Filtering the records below, copy only those lines that include the word "inputs".

SUPPLIED RECORDS:
======
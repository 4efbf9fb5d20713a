//! # Memory Gate — célula de 1 bit com histórico
//!
//! A saída depende da entrada atual e do que a célula lembra. Existem dois
//! modos com semânticas diferentes, ambos suportados:
//!
//! | Modo | Saída | Atualização da memória |
//! |------|-------|------------------------|
//! | [`MemoryMode::XorWithMemory`] | `input ^ memory` | `memory ← state anterior` |
//! | [`MemoryMode::SimpleLag`] | `input ^ memory` | `memory ← input` |
//!
//! No modo `XorWithMemory` a memória fica um passo mais atrasada que a
//! entrada; no `SimpleLag` ela é simplesmente a entrada anterior.

use serde::{Deserialize, Serialize};
use std::fmt;
use std::str::FromStr;
use tracing::trace;

use crate::bit::Bit;
use crate::error::GateError;
use crate::primitives::PrimitiveGate;

/// Semântica de atualização da memória
#[derive(Clone, Copy, Debug, Default, PartialEq, Eq, Hash, Serialize, Deserialize)]
#[serde(rename_all = "kebab-case")]
pub enum MemoryMode {
    /// `memory` recebe o estado anterior
    XorWithMemory,
    /// `memory` recebe a entrada anterior
    #[default]
    SimpleLag,
}

impl MemoryMode {
    /// Nome descritivo
    pub fn name(&self) -> &'static str {
        match self {
            Self::XorWithMemory => "xor-with-memory",
            Self::SimpleLag => "simple-lag",
        }
    }
}

impl fmt::Display for MemoryMode {
    fn fmt(&self, f: &mut fmt::Formatter<'_>) -> fmt::Result {
        write!(f, "{}", self.name())
    }
}

impl FromStr for MemoryMode {
    type Err = GateError;

    fn from_str(s: &str) -> Result<Self, Self::Err> {
        match s.trim().to_ascii_lowercase().as_str() {
            "xor-with-memory" | "xor_with_memory" => Ok(Self::XorWithMemory),
            "simple-lag" | "simple_lag" => Ok(Self::SimpleLag),
            other => Err(GateError::InvalidConfig(format!("unknown memory mode '{other}'"))),
        }
    }
}

/// Célula de memória: estado atual + memória
#[derive(Clone, Copy, Debug, Default, PartialEq, Eq, Serialize, Deserialize)]
pub struct MemoryCell {
    /// Última saída produzida
    pub state: Bit,
    /// Estado anterior ou entrada anterior, conforme o modo
    pub memory: Bit,
}

/// Gate com memória
#[derive(Clone, Debug, Default, PartialEq, Eq, Serialize, Deserialize)]
pub struct MemoryGate {
    cell: MemoryCell,
    mode: MemoryMode,
}

impl MemoryGate {
    /// Cria gate com state = memory = 0
    pub fn new(mode: MemoryMode) -> Self {
        Self {
            cell: MemoryCell::default(),
            mode,
        }
    }

    /// Modo configurado
    pub fn mode(&self) -> MemoryMode {
        self.mode
    }

    /// Estado atual (última saída)
    pub fn state(&self) -> Bit {
        self.cell.state
    }

    /// Conteúdo da memória
    pub fn memory(&self) -> Bit {
        self.cell.memory
    }

    /// Célula completa
    pub fn cell(&self) -> MemoryCell {
        self.cell
    }

    /// Processa um bit de entrada
    pub fn process(&mut self, input: Bit) -> Bit {
        let output = input ^ self.cell.memory;
        self.cell.memory = match self.mode {
            MemoryMode::XorWithMemory => self.cell.state,
            MemoryMode::SimpleLag => input,
        };
        self.cell.state = output;

        trace!(mode = %self.mode, %input, %output, memory = %self.cell.memory, "memory step");
        output
    }

    /// Aplica uma porta primitiva a (a, b) e passa o resultado pela memória
    pub fn process_gate(&mut self, gate: PrimitiveGate, a: Bit, b: Bit) -> Bit {
        self.process(gate.apply(a, b))
    }

    /// Processa uma sequência, retornando todas as saídas
    pub fn process_sequence(&mut self, inputs: &[Bit]) -> Vec<Bit> {
        inputs.iter().map(|&input| self.process(input)).collect()
    }

    /// Volta para state = memory = 0
    pub fn reset(&mut self) {
        self.cell = MemoryCell::default();
    }
}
======
THE COMPLETED TASK:
    pub fn process_sequence(&mut self, inputs: &[Bit]) -> Vec<Bit> {
        inputs.iter().map(|&input| self.process(input)).collect()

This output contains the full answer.